**YOUR TASK**
Search each line of the data for the word "hash"; copy every line where it is found.

**RECORDS PROVIDED**
//! Recovery sweeper (C12) — a background timer that re-publishes messages
//! for uploads whose progress has stalled.
//!
//! The sweeper never mutates upload state; it only re-enqueues. Every state
//! transition remains the exclusive province of the worker pool (C11), per
//! §4.12's guarantee. [`RecoverySweeper::sweep`] is also the engine behind
//! the `resume-all` HTTP endpoint, which wants the per-upload outcome rather
//! than the aggregate log lines the background timer is content with.

use chrono::Utc;
use std::sync::Arc;
use tokio_util::sync::CancellationToken;
use uuid::Uuid;

use crate::{
    error::{IngestError, Result},
    lock::DistributedLock,
    queue::Queue,
    tracker::UploadTracker,
};

#[derive(Debug, Clone, Copy, PartialEq, Eq)]
pub enum SweepOutcome {
    Enqueued,
    SkippedNoStoragePath,
    SkippedLocked,
    SkippedRecentCheckpoint,
}

pub struct RecoverySweeper {
    tracker: Arc<UploadTracker>,
    queue: Arc<Queue>,
    lock: Arc<DistributedLock>,
    check_interval_minutes: u64,
    stuck_upload_timeout_minutes: i64,
}

impl RecoverySweeper {
    pub fn new(
        tracker: Arc<UploadTracker>,
        queue: Arc<Queue>,
        lock: Arc<DistributedLock>,
        check_interval_minutes: u64,
        stuck_upload_timeout_minutes: i64,
    ) -> Self {
        Self {
            tracker,
            queue,
            lock,
            check_interval_minutes,
            stuck_upload_timeout_minutes,
        }
    }

    /// Runs until `shutdown` is signalled. A tick's own failure is logged
    /// and swallowed — the sweeper is best-effort and must not bring the
    /// process down; it gets another chance at the next interval.
    pub async fn run(&self, shutdown: CancellationToken) {
        let interval = std::time::Duration::from_secs(self.check_interval_minutes * 60);
        loop {
            tokio::select! {
                biased;
                _ = shutdown.cancelled() => return,
                _ = tokio::time::sleep(interval) => {}
            }

            match self.sweep(self.stuck_upload_timeout_minutes).await {
                Ok(outcomes) => {
                    let enqueued = outcomes
                        .iter()
                        .filter(|(_, outcome)| *outcome == SweepOutcome::Enqueued)
                        .count();
                    if enqueued > 0 {
                        tracing::info!(enqueued, total = outcomes.len(), "recovery sweep complete");
                    }
                }
                Err(err) => {
                    tracing::warn!(error = ?err, "recovery sweep tick failed, will retry next interval");
                }
            }
        }
    }

    /// One sweep pass against `timeout_minutes`, per §4.12. Used both by the
    /// background timer and the `resume-all` HTTP endpoint.
    pub async fn sweep(&self, timeout_minutes: i64) -> Result<Vec<(Uuid, SweepOutcome)>> {
        let candidates = self.tracker.find_incomplete_uploads(timeout_minutes).await?;
        let half_timeout = chrono::Duration::minutes(timeout_minutes) / 2;
        let now = Utc::now();

        let mut outcomes = Vec::with_capacity(candidates.len());
        for upload in candidates {
            if upload.storage_path.is_empty() {
                outcomes.push((upload.id, SweepOutcome::SkippedNoStoragePath));
                continue;
            }

            let lock_key = format!("upload:processing:{}", upload.id);
            if self.lock.exists(&lock_key).await? {
                outcomes.push((upload.id, SweepOutcome::SkippedLocked));
                continue;
            }

            if let Some(last_checkpoint_at) = upload.last_checkpoint_at {
                let last_checkpoint_at: chrono::DateTime<Utc> = last_checkpoint_at.into();
                if now - last_checkpoint_at < half_timeout {
                    outcomes.push((upload.id, SweepOutcome::SkippedRecentCheckpoint));
                    continue;
                }
            }

            self.queue
                .enqueue_with_retry_count(upload.id, upload.storage_path.clone(), upload.retry_count)
                .await?;
            tracing::info!(upload_id = %upload.id, "recovery sweeper re-enqueued stuck upload");
            outcomes.push((upload.id, SweepOutcome::Enqueued));
        }

        Ok(outcomes)
    }
}

/// Re-enqueues a single upload on deliberate client request
/// (`POST /transactions/uploads/{U}/resume`). Unlike [`RecoverySweeper::sweep`],
/// this is an explicit action: it does not defer to an in-progress lock or a
/// recent checkpoint, only to the upload's own recorded state.
pub async fn resume_upload(tracker: &UploadTracker, queue: &Queue, upload_id: Uuid) -> Result<()> {
    let upload = tracker
        .get(upload_id)
        .await?
        .ok_or(IngestError::NotFound { upload_id })?;

    if !crate::tracker::is_incomplete(&upload) {
        return Err(IngestError::InvalidRequest {
            reason: format!("upload {upload_id} is not incomplete"),
        });
    }
    if upload.storage_path.is_empty() {
        return Err(IngestError::InvalidRequest {
            reason: format!("upload {upload_id} has no recorded storage path"),
        });
    }

    queue
        .enqueue_with_retry_count(upload.id, upload.storage_path.clone(), upload.retry_count)
        .await?;
    Ok(())
}

#[cfg(test)]
mod tests {
    use super::*;
    use blockscout_service_launcher::test_database::TestDbGuard;
    use cnab_ingest_entity::{file_uploads, sea_orm_active_enums::FileUploadStatus};
    use migration::Migrator;
    use sea_orm::{ActiveModelTrait, ActiveValue::Set};

    async fn seed_stuck_upload(db: &sea_orm::DatabaseConnection, storage_path: &str) -> Uuid {
        let id = Uuid::new_v4();
        let long_ago = Utc::now() - chrono::Duration::hours(2);
        file_uploads::ActiveModel {
            id: Set(id),
            file_name: Set("f.txt".into()),
            file_hash: Set(format!("hash-{id}")),
            file_size: Set(1),
            storage_path: Set(storage_path.to_string()),
            status: Set(FileUploadStatus::Processing),
            total_line_count: Set(Some(100)),
            processed_line_count: Set(10),
            failed_line_count: Set(0),
            skipped_line_count: Set(0),
            last_checkpoint_line: Set(10),
            retry_count: Set(0),
            error_message: Set(None),
            uploaded_at: Set(long_ago.into()),
            processing_started_at: Set(Some(long_ago.into())),
            processing_completed_at: Set(None),
            last_checkpoint_at: Set(Some(long_ago.into())),
        }
        .insert(db)
        .await
        .unwrap();
        id
    }

    #[tokio::test]
    async fn stuck_upload_with_no_lock_is_reenqueued() {
        let db_guard = TestDbGuard::new::<Migrator>("cnab_ingest_recovery").await;
        let db = db_guard.client().as_ref().clone();
        let tracker = Arc::new(UploadTracker::new(db.clone()));
        let queue = Arc::new(Queue::new(db.clone()));
        let lock = Arc::new(DistributedLock::new(db.clone()));

        let upload_id = seed_stuck_upload(&db, "storage/path").await;

        let sweeper = RecoverySweeper::new(tracker, queue.clone(), lock, 30, 30);
        let outcomes = sweeper.sweep(30).await.unwrap();
        assert_eq!(outcomes, vec![(upload_id, SweepOutcome::Enqueued)]);

        let stats = queue.stats().await.unwrap();
        assert_eq!(stats.pending, 1);
    }

    #[tokio::test]
    async fn locked_upload_is_skipped() {
        let db_guard = TestDbGuard::new::<Migrator>("cnab_ingest_recovery_locked").await;
        let db = db_guard.client().as_ref().clone();
        let tracker = Arc::new(UploadTracker::new(db.clone()));
        let queue = Arc::new(Queue::new(db.clone()));
        let lock = Arc::new(DistributedLock::new(db.clone()));

        let upload_id = seed_stuck_upload(&db, "storage/path").await;
        lock.acquire(
            &format!("upload:processing:{upload_id}"),
            "some-worker",
            std::time::Duration::from_secs(3600),
        )
        .await
        .unwrap();

        let sweeper = RecoverySweeper::new(tracker, queue.clone(), lock, 30, 30);
        let outcomes = sweeper.sweep(30).await.unwrap();
        assert_eq!(outcomes, vec![(upload_id, SweepOutcome::SkippedLocked)]);

        let stats = queue.stats().await.unwrap();
        assert_eq!(stats.pending, 0);
    }

    #[tokio::test]
    async fn upload_with_no_storage_path_is_skipped() {
        let db_guard = TestDbGuard::new::<Migrator>("cnab_ingest_recovery_nostorage").await;
        let db = db_guard.client().as_ref().clone();
        let tracker = Arc::new(UploadTracker::new(db.clone()));
        let queue = Arc::new(Queue::new(db.clone()));
        let lock = Arc::new(DistributedLock::new(db.clone()));

        let upload_id = seed_stuck_upload(&db, "").await;

        let sweeper = RecoverySweeper::new(tracker, queue.clone(), lock, 30, 30);
        let outcomes = sweeper.sweep(30).await.unwrap();
        assert_eq!(
            outcomes,
            vec![(upload_id, SweepOutcome::SkippedNoStoragePath)]
        );
    }

    #[tokio::test]
    async fn resume_rejects_upload_with_no_storage_path() {
        let db_guard = TestDbGuard::new::<Migrator>("cnab_ingest_recovery_resume_nostorage").await;
        let db = db_guard.client().as_ref().clone();
        let tracker = UploadTracker::new(db.clone());
        let queue = Queue::new(db.clone());

        let upload_id = seed_stuck_upload(&db, "").await;
        let result = resume_upload(&tracker, &queue, upload_id).await;
        assert!(matches!(result, Err(IngestError::InvalidRequest { .. })));
    }

    #[tokio::test]
    async fn resume_rejects_complete_upload() {
        let db_guard = TestDbGuard::new::<Migrator>("cnab_ingest_recovery_resume_complete").await;
        let db = db_guard.client().as_ref().clone();
        let tracker = UploadTracker::new(db.clone());
        let queue = Queue::new(db.clone());

        let upload = tracker
            .record_pending("f.txt".into(), "hash-complete".into(), 10, "path".into())
            .await
            .unwrap();
        tracker.set_total_line_count(upload.id, 1).await.unwrap();
        tracker
            .update_processing_result(upload.id, 1, 0, 0)
            .await
            .unwrap();

        let result = resume_upload(&tracker, &queue, upload.id).await;
        assert!(matches!(result, Err(IngestError::InvalidRequest { .. })));
    }

    #[tokio::test]
    async fn resume_enqueues_incomplete_upload() {
        let db_guard = TestDbGuard::new::<Migrator>("cnab_ingest_recovery_resume_ok").await;
        let db = db_guard.client().as_ref().clone();
        let tracker = UploadTracker::new(db.clone());
        let queue = Queue::new(db.clone());

        let upload_id = seed_stuck_upload(&db, "storage/path").await;
        resume_upload(&tracker, &queue, upload_id).await.unwrap();

        let stats = queue.stats().await.unwrap();
        assert_eq!(stats.pending, 1);
    }
}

**RESPONSE**
            file_hash: Set(format!("hash-{id}")),
            .record_pending("f.txt".into(), "hash-complete".into(), 10, "path".into())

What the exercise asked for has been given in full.